Outside Employment Agreement: Everything You Need to Know
An outside employment agreement establishes company guidelines to employees engaging in outside employment which may interfere with their job responsibilities.3 min read
2. Do You Need an Employee Moonlighting Policy to Protect Your Business?
3. Creating a Moonlighting Policy
Updated November 17, 2020:
An outside employment agreement establishes company guidelines relating to employees obtaining or engaging in outside employment which may interfere with their primary job responsibilities.
Important Terms to Negotiate in Your Employment Agreement
Before signing an employment agreement, it is important to discuss job duties and obligations to ensure both parties are on the same page. During this time, many individuals forget to inquire about whether or not any outside employment is permitted. This is important because the majority of employment agreements do not allow any outside employment opportunities.
Additionally, some agreements, even prohibit an employee from participating in any activities that may take up too much time and energy. For example, if you are contemplating starting a new business or continuing a side-job that you love, it is best to consult with your employer to ensure these activities are allowed and possibly reflected in your contract.
Also, consider examining your noncompete clause. This portion of a contract may prohibit you from seeking work in the same industry after departing the company. If the clause appears too restrictive, consider asking to have the noncompete clause revised.
Do You Need an Employee Moonlighting Policy to Protect Your Business?
As an employer, if you have concerns that an employee's secondary job may interfere with the duties and responsibilities of your workplace, you may want to implement a moonlighting policy. A moonlighting policy doesn't only control outside employment but also prohibits employees from leaving your company to go work for a competitor.
When an employee engages in outside employment, it can burden your business in many ways, such as:
- Your employee's secondary job may create a conflict of interest.
- Your employee may be too tired to perform their job effectively due to working late or long hours.

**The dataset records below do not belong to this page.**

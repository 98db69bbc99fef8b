use rpt_core::PACKER_SUGGESTED_SIZE;
use serde::{Deserialize, Serialize};

/// Resolution of the timestamps a database accepts. The validity range
/// scales with the precision: a database created at millisecond precision
/// rejects a bare epoch-seconds timestamp as out of range.
#[derive(Debug, Clone, Copy, PartialEq, Eq, Serialize, Deserialize)]
pub enum TimePrecision {
    #[serde(rename = "s")]
    Second,
    #[serde(rename = "ms")]
    Millisecond,
    #[serde(rename = "us")]
    Microsecond,
    #[serde(rename = "ns")]
    Nanosecond,
}

impl TimePrecision {
    #[inline]
    #[must_use]
    pub const fn factor(self) -> i64 {
        match self {
            Self::Second => 1,
            Self::Millisecond => 1_000,
            Self::Microsecond => 1_000_000,
            Self::Nanosecond => 1_000_000_000,
        }
    }
}

/// Epoch-seconds ceiling on accepted timestamps (32-bit seconds horizon).
const TS_MAX_SECONDS: i64 = 4_294_967_296;

#[derive(Debug, Clone, Serialize, Deserialize)]
pub struct DbConfig {
    pub db_name: String,
    #[serde(default = "default_server_name")]
    pub server_name: String,
    #[serde(default = "default_time_precision")]
    pub time_precision: TimePrecision,
    /// Base capacity for the per-pool insert buffers, split across pools.
    #[serde(default = "default_insert_buffer_size")]
    pub insert_buffer_size: usize,
    /// How long the dispatcher waits for each peer acknowledgement.
    #[serde(default = "default_peer_ack_timeout_ms")]
    pub peer_ack_timeout_ms: u64,
    /// Capacity of the replica fifo before enqueues start dropping.
    #[serde(default = "default_replica_fifo_capacity")]
    pub replica_fifo_capacity: usize,
}

impl DbConfig {
    #[must_use]
    pub fn new(db_name: impl Into<String>) -> Self {
        Self {
            db_name: db_name.into(),
            server_name: default_server_name(),
            time_precision: default_time_precision(),
            insert_buffer_size: default_insert_buffer_size(),
            peer_ack_timeout_ms: default_peer_ack_timeout_ms(),
            replica_fifo_capacity: default_replica_fifo_capacity(),
        }
    }

    /// Whether `ts` falls inside the database's validity range.
    #[inline]
    #[must_use]
    pub const fn valid_ts(&self, ts: i64) -> bool {
        ts >= 0 && ts < TS_MAX_SECONDS.saturating_mul(self.time_precision.factor())
    }
}

fn default_server_name() -> String {
    "riptide-0".to_owned()
}

const fn default_time_precision() -> TimePrecision {
    TimePrecision::Second
}

const fn default_insert_buffer_size() -> usize {
    PACKER_SUGGESTED_SIZE
}

const fn default_peer_ack_timeout_ms() -> u64 {
    10_000
}

const fn default_replica_fifo_capacity() -> usize {
    1024
}

#[cfg(test)]
#[allow(clippy::unwrap_used)]
mod tests {
    use super::*;

    #[test]
    fn test_valid_ts_scales_with_precision() {
        let mut config = DbConfig::new("tsdb");
        assert!(config.valid_ts(0));
        assert!(config.valid_ts(1_500_000_000));
        assert!(!config.valid_ts(-1));
        assert!(!config.valid_ts(TS_MAX_SECONDS));

        config.time_precision = TimePrecision::Millisecond;
        assert!(config.valid_ts(1_500_000_000_000));

        config.time_precision = TimePrecision::Nanosecond;
        assert!(config.valid_ts(1_500_000_000_000_000_000));
    }

    #[test]
    fn test_config_defaults_from_minimal_document() {
        let config: DbConfig = serde_json::from_str(r#"{"db_name": "metrics"}"#).unwrap();
        assert_eq!(config.db_name, "metrics");
        assert_eq!(config.time_precision, TimePrecision::Second);
        assert_eq!(config.peer_ack_timeout_ms, 10_000);
    }

    #[test]
    fn test_precision_rename() {
        let config: DbConfig =
            serde_json::from_str(r#"{"db_name": "m", "time_precision": "ms"}"#).unwrap();
        assert_eq!(config.time_precision, TimePrecision::Millisecond);
    }
}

- Your employee may have scheduling conflicts due to the secondary job requiring similar work hours.
- Your employee may be using work hours to perform secondary job tasks.
If you decide to implement a moonlighting policy to protect your business, it's recommended not to focus on regulating the off-duty conduct of your employees. Instead, focus on stressing that there should be no interference with your business. Specifically, emphasize the importance of an employee's performance and outline work hours. It is not advised to forbid your employees from having a second job. This is because these rules are difficult to enforce and may result in the loss of respected employees.
Creating a Moonlighting Policy
Remember, if you decide to implement a moonlighting policy, it does not have to prohibit employees from taking on other employment opportunities. However, it must be clear that having a second job cannot impact work performance in your business. Generally, moonlighting policies typically address the following factors:
- What are the conflicts of interest?
- As an employer, where do you stand on the approval of secondary job opportunities?
- What is considered interference with the primary position?
The main goal for a moonlighting policy is to set clear expectations that an employee's duties at your company should be their primary job and outside work activities should never interfere with job performance. Moonlighting policies are created to protect your business. Conflict of interest policies also helps ensure that your employees don't begin working for your competitors while simultaneously working for you.
In a conflict of interest policy, be sure to state that no employee is allowed to share their time or talent with a company or firm that is a competitor to your corporation. It should also state that employees may not disclose what has been used or learned while on the job with regards to policies, programs, and techniques.
When developing your moonlighting policy, consider including a clause stating that employees must first obtain approval before securing any outside employment. The following are two examples of moonlighting policies that contain sample language that would be appropriate for this type of clause.
- Example 1: If you are seeking part-time work with another company or firm, please consult with your supervisor before accepting the job. There may be many possible reasons to not accept another position and a potential problem may be avoided.
- Example 2: Permission to hold business interests or outside employment with another corporation or a firm that is doing business with (your business name) and its suppliers and dealers, must be secured in writing from (your business name). Failure to ensure advance permission may result in immediate termination from (your business name).